Critics of the War on Terror might see a metaphor in AC-130 deployments during Operation Enduring Freedom. Like the gunships, US policy was very good at breaking things, but not so good at putting them back together again. The problem was that while breaking things was entirely understandable – necessary, even, at the outset – it could never provide a long-term solution to the problem of terrorism in Afghanistan. After the Taliban, what?
‘There was no planning at all, really, for what would come next,’ says the British diplomat. ‘I thought it was nuts.’
The night after the attack, Abdul Malik moved back into the family house in Deh Rawood, alone. Everyone else was in hospital or dead. Various government figures, including Hamid Karzai, came to speak to him, and to apologize. None would ever tell him why his family had been targeted, or who – if anyone – had been the source of the mysterious intelligence about Mullah Barader that had led to the attack. Malik could never understand how the US military, with all its technological wizardry, had mistaken a wedding party for an artillery weapon. Three months later, while giving a foreign official a tour of the household, he noticed something high up in a pomegranate tree. It was the intestine of one of his relatives.
Malik and Tela Gul were married five months afterwards. The wedding was a downbeat affair: only fifty guests were invited. There was no music.
‘We three brothers have decided that, if anyone within our family gets married or engaged, there will be no party’ says Uncle Anwar. ‘There will be no music and no dancing. The door of happiness is closed for us now.’

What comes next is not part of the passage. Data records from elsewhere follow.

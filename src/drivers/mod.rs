//! Hardware driver modules.

pub mod hw_init;
pub mod hw_timer;
pub mod motor;
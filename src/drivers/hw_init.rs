//! One-shot hardware peripheral initialization.
//!
//! Configures ADC channels, the bridge-enable GPIO, and the LEDC PWM
//! timer/channel using raw ESP-IDF sys calls. Called once from `main()`
//! before the event loop starts; any failure here is fatal, the node
//! must not come up half-configured.

#[cfg(target_os = "espidf")]
use esp_idf_svc::sys::*;

#[cfg(target_os = "espidf")]
use log::info;

#[cfg(target_os = "espidf")]
use crate::pins;

// ── Error type ────────────────────────────────────────────────

/// Errors during one-shot peripheral initialization.
#[derive(Debug, Clone, Copy, PartialEq, Eq)]
pub enum HwInitError {
    AdcInitFailed(i32),
    GpioConfigFailed(i32),
    LedcInitFailed(i32),
}

impl core::fmt::Display for HwInitError {
    fn fmt(&self, f: &mut core::fmt::Formatter<'_>) -> core::fmt::Result {
        match self {
            Self::AdcInitFailed(rc) => write!(f, "ADC1 init failed (rc={})", rc),
            Self::GpioConfigFailed(rc) => write!(f, "GPIO config failed (rc={})", rc),
            Self::LedcInitFailed(rc) => write!(f, "LEDC timer/channel config failed (rc={})", rc),
        }
    }
}

/// ADC1 channel of the DC link voltage divider.
pub const ADC1_CH_VBUS: u32 = 4;
/// ADC1 channel of the shunt current amplifier.
pub const ADC1_CH_CURRENT: u32 = 5;
/// ADC1 channel of the bridge NTC divider.
pub const ADC1_CH_TEMP: u32 = 8;
/// LEDC channel driving the gate-driver PWM input.
pub const LEDC_CH_BRIDGE: u32 = 0;

#[cfg(target_os = "espidf")]
pub fn init_peripherals() -> Result<(), HwInitError> {
    // SAFETY: Called once from main() before event loop; single-threaded.
    unsafe {
        init_adc()?;
        init_gpio_outputs()?;
        init_ledc()?;
    }
    info!("hw_init: all peripherals configured");
    Ok(())
}

#[cfg(not(target_os = "espidf"))]
pub fn init_peripherals() -> Result<(), HwInitError> {
    log::info!("hw_init(sim): peripheral init skipped");
    Ok(())
}

// ── ADC (oneshot) ─────────────────────────────────────────────

#[cfg(target_os = "espidf")]
static mut ADC1_HANDLE: adc_oneshot_unit_handle_t = core::ptr::null_mut();

/// SAFETY: Must be called only from the single-threaded init path or the
/// main-loop ADC read path. No concurrent access is possible because
/// `init_adc()` completes before the event loop starts.
#[cfg(target_os = "espidf")]
unsafe fn adc1_handle() -> adc_oneshot_unit_handle_t {
    unsafe { ADC1_HANDLE }
}

#[cfg(target_os = "espidf")]
unsafe fn init_adc() -> Result<(), HwInitError> {
    let init_cfg = adc_oneshot_unit_init_cfg_t {
        unit_id: adc_unit_t_ADC_UNIT_1,
        ulp_mode: adc_ulp_mode_t_ADC_ULP_MODE_DISABLE,
        ..Default::default()
    };
    // SAFETY: ADC1_HANDLE is only written here, once at boot.
    let ret = unsafe { adc_oneshot_new_unit(&init_cfg, &raw mut ADC1_HANDLE) };
    if ret != ESP_OK as i32 {
        return Err(HwInitError::AdcInitFailed(ret));
    }

    let chan_cfg = adc_oneshot_chan_cfg_t {
        atten: adc_atten_t_ADC_ATTEN_DB_12,
        bitwidth: adc_bitwidth_t_ADC_BITWIDTH_12,
    };

    for channel in [ADC1_CH_VBUS, ADC1_CH_CURRENT, ADC1_CH_TEMP] {
        let ret = unsafe { adc_oneshot_config_channel(adc1_handle(), channel, &chan_cfg) };
        if ret != ESP_OK as i32 {
            return Err(HwInitError::AdcInitFailed(ret));
        }
    }

    info!("hw_init: ADC1 configured (CH4=vbus, CH5=current, CH8=temp)");
    Ok(())
}

#[cfg(target_os = "espidf")]
pub fn adc1_read(channel: u32) -> u16 {
    let mut raw: i32 = 0;
    // SAFETY: ADC1_HANDLE is written once during init_adc() before this
    // function is called; single-threaded main-loop access guaranteed.
    let ret = unsafe { adc_oneshot_read(adc1_handle(), channel, &mut raw) };
    if ret != ESP_OK as i32 {
        return 0;
    }
    raw.max(0) as u16
}

#[cfg(not(target_os = "espidf"))]
pub fn adc1_read(_channel: u32) -> u16 {
    0
}

// ── GPIO Outputs ──────────────────────────────────────────────

#[cfg(target_os = "espidf")]
unsafe fn init_gpio_outputs() -> Result<(), HwInitError> {
    // Bridge enable comes up LOW: the power stage stays disabled until
    // the first accepted command.
    let cfg = gpio_config_t {
        pin_bit_mask: 1u64 << pins::BRIDGE_ENABLE_GPIO,
        mode: gpio_mode_t_GPIO_MODE_OUTPUT,
        pull_up_en: gpio_pullup_t_GPIO_PULLUP_DISABLE,
        pull_down_en: gpio_pulldown_t_GPIO_PULLDOWN_ENABLE,
        intr_type: gpio_int_type_t_GPIO_INTR_DISABLE,
    };
    let ret = unsafe { gpio_config(&cfg) };
    if ret != ESP_OK as i32 {
        return Err(HwInitError::GpioConfigFailed(ret));
    }
    unsafe { gpio_set_level(pins::BRIDGE_ENABLE_GPIO, 0) };

    info!("hw_init: GPIO outputs configured");
    Ok(())
}

#[cfg(target_os = "espidf")]
pub fn gpio_write(pin: i32, high: bool) {
    // SAFETY: gpio_set_level writes to an already-configured output pin;
    // pin was validated during init_gpio_outputs(). Main-loop only.
    unsafe {
        gpio_set_level(pin, if high { 1 } else { 0 });
    }
}

#[cfg(not(target_os = "espidf"))]
pub fn gpio_write(_pin: i32, _high: bool) {}

// ── LEDC PWM ─────────────────────────────────────────────────

#[cfg(target_os = "espidf")]
unsafe fn init_ledc() -> Result<(), HwInitError> {
    // Timer 0: bridge gate-driver PWM (24 kHz, 8-bit)
    // SAFETY: Called from single main-task context via init_peripherals().
    let timer0 = ledc_timer_config_t {
        speed_mode: ledc_mode_t_LEDC_LOW_SPEED_MODE,
        timer_num: ledc_timer_t_LEDC_TIMER_0,
        duty_resolution: ledc_timer_bit_t_LEDC_TIMER_8_BIT,
        freq_hz: pins::BRIDGE_PWM_FREQ_HZ,
        clk_cfg: soc_periph_ledc_clk_src_legacy_t_LEDC_AUTO_CLK,
        ..Default::default()
    };
    let ret = unsafe { ledc_timer_config(&timer0) };
    if ret != ESP_OK as i32 {
        return Err(HwInitError::LedcInitFailed(ret));
    }

    let ret = unsafe {
        ledc_channel_config(&ledc_channel_config_t {
            speed_mode: ledc_mode_t_LEDC_LOW_SPEED_MODE,
            channel: ledc_channel_t_LEDC_CHANNEL_0,
            timer_sel: ledc_timer_t_LEDC_TIMER_0,
            gpio_num: pins::BRIDGE_PWM_GPIO,
            duty: 0,
            hpoint: 0,
            ..Default::default()
        })
    };
    if ret != ESP_OK as i32 {
        return Err(HwInitError::LedcInitFailed(ret));
    }

    info!("hw_init: LEDC configured (bridge=CH0 @ {} Hz)", pins::BRIDGE_PWM_FREQ_HZ);
    Ok(())
}

#[cfg(target_os = "espidf")]
pub fn ledc_set(channel: u32, duty: u8) {
    // SAFETY: LEDC channel was configured in init_ledc(); duty register
    // writes are race-free since only main loop calls this function.
    unsafe {
        ledc_set_duty(ledc_mode_t_LEDC_LOW_SPEED_MODE, channel, duty as u32);
        ledc_update_duty(ledc_mode_t_LEDC_LOW_SPEED_MODE, channel);
    }
}

#[cfg(not(target_os = "espidf"))]
pub fn ledc_set(_channel: u32, _duty: u8) {}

These are the people to whom Hamid Karzai first appealed for assistance when he re-entered Afghanistan in the winter of 2001. These are the people that teased the US Special Forces for filtering their water. These are the people that gave them turbans better to disguise themselves. They feel differently now.
‘The presence of Americans [in Afghanistan] is like eating poison for me every day,’ says Anwar.
His brother Abdul Bari agrees. Bari’s children had been among the group on the roof that night. He discovered six of their bodies the next morning.
‘When you see eighteen people from your family killed in one day, and forty-seven bodies of your relatives in your house, how would you feel?’ he asks. ‘Americans killed eighteen members of my family. Americans are my enemy and the enemy of my family. I cannot forgive Americans for what they did.’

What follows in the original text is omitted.